This double-feature DVD of CAPOTE and IN COLD BLOOD is a handy (and cheap!) way to get two top-notch movies relating the same events with different viewpoints and in very different ways.
As many of you surely know, IN COLD BLOOD the 1967 movie was based on IN COLD BLOOD the book, Truman Capote's phenomenally successful 1966 account of a horrific mass murder in little Holcomb, Kansas in 1959 and the aftermath the killers faced. (Capote insisted on calling his work, oxymoronically, a "non-fiction novel"). By contrast, CAPOTE is a slightly fictionalized 2005 movie spanning the same time frame (1959 and the Clutter family murders to 1965 and the killers' executions). In essence it's an extended "telling of" account with Truman Capote front and center as its lead character, whereas IN COLD BLOOD author Capote stayed journalistically behind the typewriter and out of the original book, as did his research assistant, Nelle Harper Lee, who would go on to become a sensation in mid-1960 with the publication of TO KILL A MOCKINGBIRD. In CAPOTE, mirroring the actual events, Capote and Lee form an investigative duo who scope out Holcomb and the county seat, Garden City, and speak with those who knew the slain.
IN COLD BLOOD the 1967 movie was fairly successful but at the time, though one criticism surprises me: that Alvin Dewey, lead of the K.B.I. team investigating the murders, was a "composite" that included his fellow investigators Church, Duntz and Nye. Actually, all four characters are represented in ths movie, though it's true the Forsythe/Dewey character performs many of the tasks that were in reality performed by others. Note that nearly 40 years later CAPOTE, and its putative rival 2006's INFAMOUS, both relied on the same consolidation of several different investigators into the same character. IN COLD BLOOD the original hardback release had 343 pages; and the standard-run movie of the same name would have had a screenplay of probably no more than 150 pages. Maybe the critical butterflies had to do with the original book's queasy status as a work of reportage and a novel both. After all, Hollywood had been abridging novels like THE MALTESE FALCON or THE GRAPES OF WRATH with impunity for decades, and continues to do so, as in the two recent Capote biopics. If anything, Forsythe's solid but distinctly non-operatic acting style has held up well, as has the semi-documentary, black-and-white composition and editing of the film.

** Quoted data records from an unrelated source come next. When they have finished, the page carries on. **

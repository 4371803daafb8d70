use chrono::{DateTime, Utc};
use sea_orm::ActiveValue::Set;
use sea_orm::entity::prelude::*;
use serde::{Deserialize, Serialize};

/// A person known to the system. Credentials live with the external identity
/// provider; this row only exists so enrollments and attendance records have
/// someone to reference.
#[derive(Clone, Debug, PartialEq, DeriveEntityModel, Deserialize, Serialize)]
#[sea_orm(table_name = "users")]
pub struct Model {
    #[sea_orm(primary_key)]
    pub id: i64,
    pub email: String,
    pub name: String,
    pub created_at: DateTime<Utc>,
    pub updated_at: DateTime<Utc>,
}

#[derive(Copy, Clone, Debug, EnumIter, DeriveRelation)]
pub enum Relation {
    #[sea_orm(has_many = "super::classroom::Entity")]
    Classrooms,

    #[sea_orm(has_many = "super::enrollment::Entity")]
    Enrollments,

    #[sea_orm(has_many = "super::attendance_record::Entity")]
    AttendanceRecords,
}

impl Related<super::classroom::Entity> for Entity {
    fn to() -> RelationDef {
        Relation::Classrooms.def()
    }
}

impl Related<super::enrollment::Entity> for Entity {
    fn to() -> RelationDef {
        Relation::Enrollments.def()
    }
}

impl Related<super::attendance_record::Entity> for Entity {
    fn to() -> RelationDef {
        Relation::AttendanceRecords.def()
    }
}

impl ActiveModelBehavior for ActiveModel {}

impl Model {
    pub async fn create(db: &DbConn, email: &str, name: &str) -> Result<Model, DbErr> {
        let now = Utc::now();
        let user = ActiveModel {
            email: Set(email.to_owned()),
            name: Set(name.to_owned()),
            created_at: Set(now),
            updated_at: Set(now),
            ..Default::default()
        };

        user.insert(db).await
    }

    pub async fn find_by_email(db: &DbConn, email: &str) -> Result<Option<Model>, DbErr> {
        Entity::find().filter(Column::Email.eq(email)).one(db).await
    }

    /// Looks up a user by email, creating the reference row if absent.
    /// The manual roster path adds students who have never signed in.
    pub async fn find_or_create_by_email(
        db: &DbConn,
        email: &str,
        name: &str,
    ) -> Result<Model, DbErr> {
        if let Some(existing) = Self::find_by_email(db, email).await? {
            return Ok(existing);
        }
        Self::create(db, email, name).await
    }
}

#[cfg(test)]
mod tests {
    #![allow(clippy::unwrap_used)]

    use super::*;
    use crate::test_utils::setup_test_db;

    #[tokio::test]
    async fn find_or_create_reuses_existing_row() {
        let db = setup_test_db().await;

        let first = Model::find_or_create_by_email(&db, "ada@example.com", "Ada")
            .await
            .unwrap();
        let second = Model::find_or_create_by_email(&db, "ada@example.com", "Ada L.")
            .await
            .unwrap();

        assert_eq!(first.id, second.id);
        // The stored name is not overwritten by a later lookup.
        assert_eq!(second.name, "Ada");
    }
}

Verisimillitude (or *verismo*) has accrued to IN COLD BLOOD the movie over the years because most exteriors and real-life locales had not changed notably in the eight years between 1959 and 1967. Other than dressing the street with vintage cars, and costuming in slightly out-of-date fashions, reality could be filmed at no extra expense. For example, the "celebrated expresses" (to use Capote's term) Super Chief and El Capitan were filmed speeding through Holcomb, KS on the Santa Fe main line in 1967 as they had in 1959--in later films, it had to be faked.
CAPOTE--though it had to be filmed as an historical piece--is a smooth production. By and large the supporting cast is made up of "actorly" actors like Catherine Keener, Clifton Collins Jr., and Chris Cooper. Even the title character, while indubitably a film star, is also a renowned actor -- Philip Seymour Hoffman, who here is given the challenge of playing a high-voiced, effeminate man considerably shorter than he.
In retrospect, IN COLD BLOOD also achieved a coup in casting Robert Blake, the 1930s child actor who grew up to be a short-statured and somewhat baby-faced adult character actor -- a virtual dead ringer in looks and height to Perry Smith. While I don't object to Philip Seymour Hoffman getting the Oscar for his portrayal of Capote in CAPOTE, I urge viewers to see the following year's INFAMOUS (2006), with Toby Jones playing a wonderful re-creation of the Tiny Terror, and much, much closer to the real Tru's height.
All in all, there's a lot of pleasure to be had out there--this is a good duo to start with.
IN COLD BLOOD movie: *****
CAPOTE movie: ****
Value of combo: ***** (averages to 4.67 rounded to 5 stars)
Reading IN COLD BLOOD the original book: Priceless!